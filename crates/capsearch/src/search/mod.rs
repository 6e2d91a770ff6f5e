//! Backtracking search for maximum caps with validity-set pruning.
//!
//! Purpose
//! - Enumerate extensions of the affine basis in ascending index order, so each
//!   point set is visited once, and keep every cap of the largest size found.
//!
//! Why this design
//! - The search itself is sequential depth-first recursion; all parallelism
//!   lives in the elimination waves (`validity`).
//! - `SearchContext` owns everything fixed for one (d, q, n): the coefficient
//!   set, the worker pool, and the configuration. The per-run `CapRunner` owns
//!   the mutable parts: the index→point cache and the `MaxCaps` accumulator.
//!
//! Code cross-refs: `validity::Eliminator`, `cap::Cap`, `store::Solver`.

mod dfs;
mod types;

pub use dfs::{find_maximum_caps, search};
pub use types::{MaxCaps, Offer, SearchCfg, SearchContext, SearchOutcome, SearchStats};

#[cfg(test)]
mod tests;
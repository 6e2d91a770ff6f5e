use std::sync::atomic::AtomicBool;

/// One flag per point index; `true` means the point may still join the cap.
#[derive(Clone, Debug, PartialEq, Eq)]
pub struct ValiditySet {
    bits: Vec<bool>,
}

impl ValiditySet {
    /// Every point of a space with `size` points is valid.
    pub fn all_valid(size: usize) -> Self {
        Self {
            bits: vec![true; size],
        }
    }

    #[inline]
    pub fn len(&self) -> usize {
        self.bits.len()
    }

    #[inline]
    pub fn is_empty(&self) -> bool {
        self.bits.is_empty()
    }

    #[inline]
    pub fn is_valid(&self, index: usize) -> bool {
        self.bits.get(index).copied().unwrap_or(false)
    }

    pub fn count_valid(&self) -> usize {
        self.bits.iter().filter(|&&b| b).count()
    }

    /// Valid indices `>= cursor`, ascending.
    pub fn valid_from(&self, cursor: usize) -> impl Iterator<Item = usize> + '_ {
        self.bits
            .iter()
            .enumerate()
            .skip(cursor)
            .filter_map(|(i, &b)| b.then_some(i))
    }

    /// True when every point valid here is also valid in `other`.
    pub fn is_subset_of(&self, other: &ValiditySet) -> bool {
        self.len() == other.len() && self.bits.iter().zip(&other.bits).all(|(&a, &b)| !a || b)
    }

    pub(crate) fn to_shared(&self) -> Vec<AtomicBool> {
        self.bits.iter().map(|&b| AtomicBool::new(b)).collect()
    }

    pub(crate) fn from_shared(shared: Vec<AtomicBool>) -> Self {
        Self {
            bits: shared.into_iter().map(AtomicBool::into_inner).collect(),
        }
    }
}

=-=-=-=-=

# Your instructions:
Work out how many lines of the data above hold the word "ascending", and write only the count.

# Answer:
2